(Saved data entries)
^^^^^^^^^^^^^^^^
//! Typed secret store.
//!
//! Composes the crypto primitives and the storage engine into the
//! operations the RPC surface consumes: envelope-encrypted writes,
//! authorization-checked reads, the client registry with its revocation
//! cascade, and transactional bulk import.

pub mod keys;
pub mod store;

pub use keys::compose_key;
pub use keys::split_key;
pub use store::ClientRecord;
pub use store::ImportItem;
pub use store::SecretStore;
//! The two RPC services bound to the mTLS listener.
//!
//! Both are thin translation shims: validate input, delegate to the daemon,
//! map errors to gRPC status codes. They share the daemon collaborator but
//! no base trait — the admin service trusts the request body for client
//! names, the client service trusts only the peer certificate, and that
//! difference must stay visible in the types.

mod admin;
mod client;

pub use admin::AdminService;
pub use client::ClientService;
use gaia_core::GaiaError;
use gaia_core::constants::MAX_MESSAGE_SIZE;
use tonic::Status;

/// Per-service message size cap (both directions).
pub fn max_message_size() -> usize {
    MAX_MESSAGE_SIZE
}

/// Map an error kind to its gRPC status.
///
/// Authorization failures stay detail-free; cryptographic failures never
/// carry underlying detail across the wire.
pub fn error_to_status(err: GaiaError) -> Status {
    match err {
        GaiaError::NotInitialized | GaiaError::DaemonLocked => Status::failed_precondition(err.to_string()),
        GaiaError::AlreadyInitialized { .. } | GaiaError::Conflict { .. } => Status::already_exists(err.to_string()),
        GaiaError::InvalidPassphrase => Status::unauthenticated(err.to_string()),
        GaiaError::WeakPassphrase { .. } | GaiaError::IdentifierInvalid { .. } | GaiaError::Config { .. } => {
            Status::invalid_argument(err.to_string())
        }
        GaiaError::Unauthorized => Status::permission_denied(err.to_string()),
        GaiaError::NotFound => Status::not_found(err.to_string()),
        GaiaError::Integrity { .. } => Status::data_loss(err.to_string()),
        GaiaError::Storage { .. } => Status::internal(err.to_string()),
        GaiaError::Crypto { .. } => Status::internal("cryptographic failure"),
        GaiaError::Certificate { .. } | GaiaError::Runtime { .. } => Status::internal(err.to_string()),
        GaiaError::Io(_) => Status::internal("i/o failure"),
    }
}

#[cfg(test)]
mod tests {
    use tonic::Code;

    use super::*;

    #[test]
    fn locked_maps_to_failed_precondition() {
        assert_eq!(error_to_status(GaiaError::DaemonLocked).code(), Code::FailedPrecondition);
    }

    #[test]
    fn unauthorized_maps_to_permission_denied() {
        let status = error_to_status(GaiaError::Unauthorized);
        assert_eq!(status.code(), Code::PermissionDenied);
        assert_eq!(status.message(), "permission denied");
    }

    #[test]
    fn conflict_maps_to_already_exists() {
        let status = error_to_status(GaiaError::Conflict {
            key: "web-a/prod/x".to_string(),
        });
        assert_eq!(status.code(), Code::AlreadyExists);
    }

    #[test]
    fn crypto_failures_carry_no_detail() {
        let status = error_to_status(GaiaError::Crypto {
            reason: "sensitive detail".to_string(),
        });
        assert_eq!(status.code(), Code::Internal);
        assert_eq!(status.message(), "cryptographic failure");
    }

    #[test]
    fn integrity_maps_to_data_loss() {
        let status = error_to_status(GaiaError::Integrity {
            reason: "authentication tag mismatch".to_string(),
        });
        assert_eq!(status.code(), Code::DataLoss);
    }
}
^^^^^^^^^^^^^^^^
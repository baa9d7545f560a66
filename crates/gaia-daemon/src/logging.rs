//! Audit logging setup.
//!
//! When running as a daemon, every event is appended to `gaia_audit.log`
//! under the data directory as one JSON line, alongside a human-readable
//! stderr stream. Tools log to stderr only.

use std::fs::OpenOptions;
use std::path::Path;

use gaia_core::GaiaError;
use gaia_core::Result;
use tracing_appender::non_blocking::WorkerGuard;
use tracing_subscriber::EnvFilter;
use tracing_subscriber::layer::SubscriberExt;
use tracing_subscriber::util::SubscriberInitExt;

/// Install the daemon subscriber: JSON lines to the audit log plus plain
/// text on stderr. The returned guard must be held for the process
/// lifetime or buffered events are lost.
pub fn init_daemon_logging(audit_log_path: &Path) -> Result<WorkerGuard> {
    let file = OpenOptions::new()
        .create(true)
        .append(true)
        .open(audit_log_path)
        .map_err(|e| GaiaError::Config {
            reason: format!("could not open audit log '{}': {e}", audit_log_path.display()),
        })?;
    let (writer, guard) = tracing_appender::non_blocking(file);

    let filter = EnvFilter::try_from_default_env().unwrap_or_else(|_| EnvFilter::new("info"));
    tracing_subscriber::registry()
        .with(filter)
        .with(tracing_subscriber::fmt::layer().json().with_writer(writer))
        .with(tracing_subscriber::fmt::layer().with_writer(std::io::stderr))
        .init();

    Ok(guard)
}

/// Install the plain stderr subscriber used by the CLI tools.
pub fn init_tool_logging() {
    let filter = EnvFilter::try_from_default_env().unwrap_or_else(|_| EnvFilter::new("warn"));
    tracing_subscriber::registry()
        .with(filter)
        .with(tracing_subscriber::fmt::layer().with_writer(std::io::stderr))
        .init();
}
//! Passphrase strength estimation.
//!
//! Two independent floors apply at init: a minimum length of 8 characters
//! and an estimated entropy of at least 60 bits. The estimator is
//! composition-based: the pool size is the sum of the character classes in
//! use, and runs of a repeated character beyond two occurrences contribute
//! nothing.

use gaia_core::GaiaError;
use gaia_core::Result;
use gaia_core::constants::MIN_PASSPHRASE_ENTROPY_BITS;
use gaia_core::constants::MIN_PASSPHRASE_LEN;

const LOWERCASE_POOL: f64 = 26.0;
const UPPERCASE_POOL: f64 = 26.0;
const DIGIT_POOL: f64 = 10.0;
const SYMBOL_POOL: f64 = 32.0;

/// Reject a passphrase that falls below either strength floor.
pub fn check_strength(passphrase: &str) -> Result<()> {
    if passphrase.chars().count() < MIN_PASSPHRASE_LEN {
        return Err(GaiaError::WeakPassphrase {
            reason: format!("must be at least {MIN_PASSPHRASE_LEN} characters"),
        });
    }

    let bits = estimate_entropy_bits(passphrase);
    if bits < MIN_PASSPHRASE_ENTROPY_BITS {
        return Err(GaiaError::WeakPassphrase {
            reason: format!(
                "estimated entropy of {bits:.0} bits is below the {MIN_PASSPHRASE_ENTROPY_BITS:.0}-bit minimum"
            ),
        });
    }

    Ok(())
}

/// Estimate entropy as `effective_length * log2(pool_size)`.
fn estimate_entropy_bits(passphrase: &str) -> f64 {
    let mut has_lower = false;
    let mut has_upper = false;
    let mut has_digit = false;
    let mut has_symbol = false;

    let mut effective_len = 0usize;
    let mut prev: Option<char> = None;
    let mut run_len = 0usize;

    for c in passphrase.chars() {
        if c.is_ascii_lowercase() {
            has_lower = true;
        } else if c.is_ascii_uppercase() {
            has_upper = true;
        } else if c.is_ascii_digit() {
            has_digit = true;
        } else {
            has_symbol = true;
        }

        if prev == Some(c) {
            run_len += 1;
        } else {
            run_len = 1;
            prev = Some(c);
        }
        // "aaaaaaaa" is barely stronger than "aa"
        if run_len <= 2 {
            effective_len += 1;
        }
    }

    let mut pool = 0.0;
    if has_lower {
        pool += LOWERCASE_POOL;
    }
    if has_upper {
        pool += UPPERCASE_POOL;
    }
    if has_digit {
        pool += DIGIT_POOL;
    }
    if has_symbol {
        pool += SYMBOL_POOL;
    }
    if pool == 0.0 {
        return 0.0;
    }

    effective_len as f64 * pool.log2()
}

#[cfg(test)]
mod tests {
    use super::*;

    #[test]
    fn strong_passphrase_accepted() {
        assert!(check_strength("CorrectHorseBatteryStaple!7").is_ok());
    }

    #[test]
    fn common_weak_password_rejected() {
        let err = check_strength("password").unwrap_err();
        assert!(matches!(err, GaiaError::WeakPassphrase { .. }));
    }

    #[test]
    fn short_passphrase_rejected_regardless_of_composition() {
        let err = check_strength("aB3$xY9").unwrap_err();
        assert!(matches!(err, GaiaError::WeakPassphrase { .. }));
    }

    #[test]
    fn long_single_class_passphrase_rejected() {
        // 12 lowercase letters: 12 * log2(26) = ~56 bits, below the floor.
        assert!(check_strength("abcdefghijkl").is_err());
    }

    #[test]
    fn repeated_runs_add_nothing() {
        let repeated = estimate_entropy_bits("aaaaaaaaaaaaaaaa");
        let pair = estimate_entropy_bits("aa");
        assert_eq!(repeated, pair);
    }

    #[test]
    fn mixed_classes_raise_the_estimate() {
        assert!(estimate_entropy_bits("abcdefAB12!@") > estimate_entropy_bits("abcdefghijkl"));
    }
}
^^^^^^^^^^^^^^^^
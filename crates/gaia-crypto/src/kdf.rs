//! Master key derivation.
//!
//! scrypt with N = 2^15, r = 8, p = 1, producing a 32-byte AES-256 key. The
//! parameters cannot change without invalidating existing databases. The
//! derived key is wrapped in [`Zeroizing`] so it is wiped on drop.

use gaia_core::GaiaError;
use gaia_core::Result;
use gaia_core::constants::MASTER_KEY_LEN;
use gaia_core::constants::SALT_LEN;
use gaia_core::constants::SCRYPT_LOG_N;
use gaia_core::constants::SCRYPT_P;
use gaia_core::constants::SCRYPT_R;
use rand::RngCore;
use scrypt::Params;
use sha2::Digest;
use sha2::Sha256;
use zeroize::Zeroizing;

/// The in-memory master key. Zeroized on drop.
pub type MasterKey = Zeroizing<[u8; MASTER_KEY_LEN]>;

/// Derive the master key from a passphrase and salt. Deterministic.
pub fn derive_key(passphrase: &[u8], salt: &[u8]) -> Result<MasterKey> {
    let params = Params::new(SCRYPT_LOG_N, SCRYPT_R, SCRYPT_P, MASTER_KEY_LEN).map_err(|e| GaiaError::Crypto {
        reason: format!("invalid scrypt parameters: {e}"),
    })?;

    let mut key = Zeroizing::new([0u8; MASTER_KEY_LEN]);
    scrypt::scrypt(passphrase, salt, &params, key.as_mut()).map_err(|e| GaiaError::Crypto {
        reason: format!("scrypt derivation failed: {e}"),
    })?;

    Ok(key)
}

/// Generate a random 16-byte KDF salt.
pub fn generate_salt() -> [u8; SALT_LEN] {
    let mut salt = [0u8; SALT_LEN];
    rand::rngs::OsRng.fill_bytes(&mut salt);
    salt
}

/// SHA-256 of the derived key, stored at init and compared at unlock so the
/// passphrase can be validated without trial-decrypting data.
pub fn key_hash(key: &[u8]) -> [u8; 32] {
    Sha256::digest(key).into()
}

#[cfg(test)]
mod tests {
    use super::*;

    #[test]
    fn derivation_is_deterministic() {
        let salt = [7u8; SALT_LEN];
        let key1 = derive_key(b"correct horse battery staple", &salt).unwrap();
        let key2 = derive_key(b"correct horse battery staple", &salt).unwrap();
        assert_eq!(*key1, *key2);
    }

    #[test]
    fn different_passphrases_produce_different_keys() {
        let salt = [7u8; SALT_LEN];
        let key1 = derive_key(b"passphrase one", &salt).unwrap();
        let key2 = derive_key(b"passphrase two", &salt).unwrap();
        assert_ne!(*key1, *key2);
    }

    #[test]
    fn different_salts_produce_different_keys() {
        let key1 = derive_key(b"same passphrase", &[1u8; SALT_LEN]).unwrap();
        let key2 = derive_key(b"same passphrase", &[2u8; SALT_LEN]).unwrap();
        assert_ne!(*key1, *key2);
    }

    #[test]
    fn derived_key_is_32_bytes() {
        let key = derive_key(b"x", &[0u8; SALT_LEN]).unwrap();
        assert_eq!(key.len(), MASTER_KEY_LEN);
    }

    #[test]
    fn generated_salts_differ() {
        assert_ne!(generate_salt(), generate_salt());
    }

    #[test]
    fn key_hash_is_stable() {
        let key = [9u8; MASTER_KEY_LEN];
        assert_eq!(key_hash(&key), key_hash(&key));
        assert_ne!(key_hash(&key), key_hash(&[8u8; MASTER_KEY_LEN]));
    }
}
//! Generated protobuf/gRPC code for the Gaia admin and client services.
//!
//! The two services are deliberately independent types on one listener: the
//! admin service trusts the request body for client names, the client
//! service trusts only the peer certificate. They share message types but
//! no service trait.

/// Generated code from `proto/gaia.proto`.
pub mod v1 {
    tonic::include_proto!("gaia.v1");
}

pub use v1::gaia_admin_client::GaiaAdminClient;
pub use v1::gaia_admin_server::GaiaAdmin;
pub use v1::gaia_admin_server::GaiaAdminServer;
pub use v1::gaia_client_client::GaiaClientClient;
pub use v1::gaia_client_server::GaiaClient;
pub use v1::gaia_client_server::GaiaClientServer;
^^^^^^^^^^^^^^^^
• [What this task involves]: Gather from the records above every line containing the string "request".

• [Output for this exercise]:
//! no base trait — the admin service trusts the request body for client
//! admin service trusts the request body for client names, the client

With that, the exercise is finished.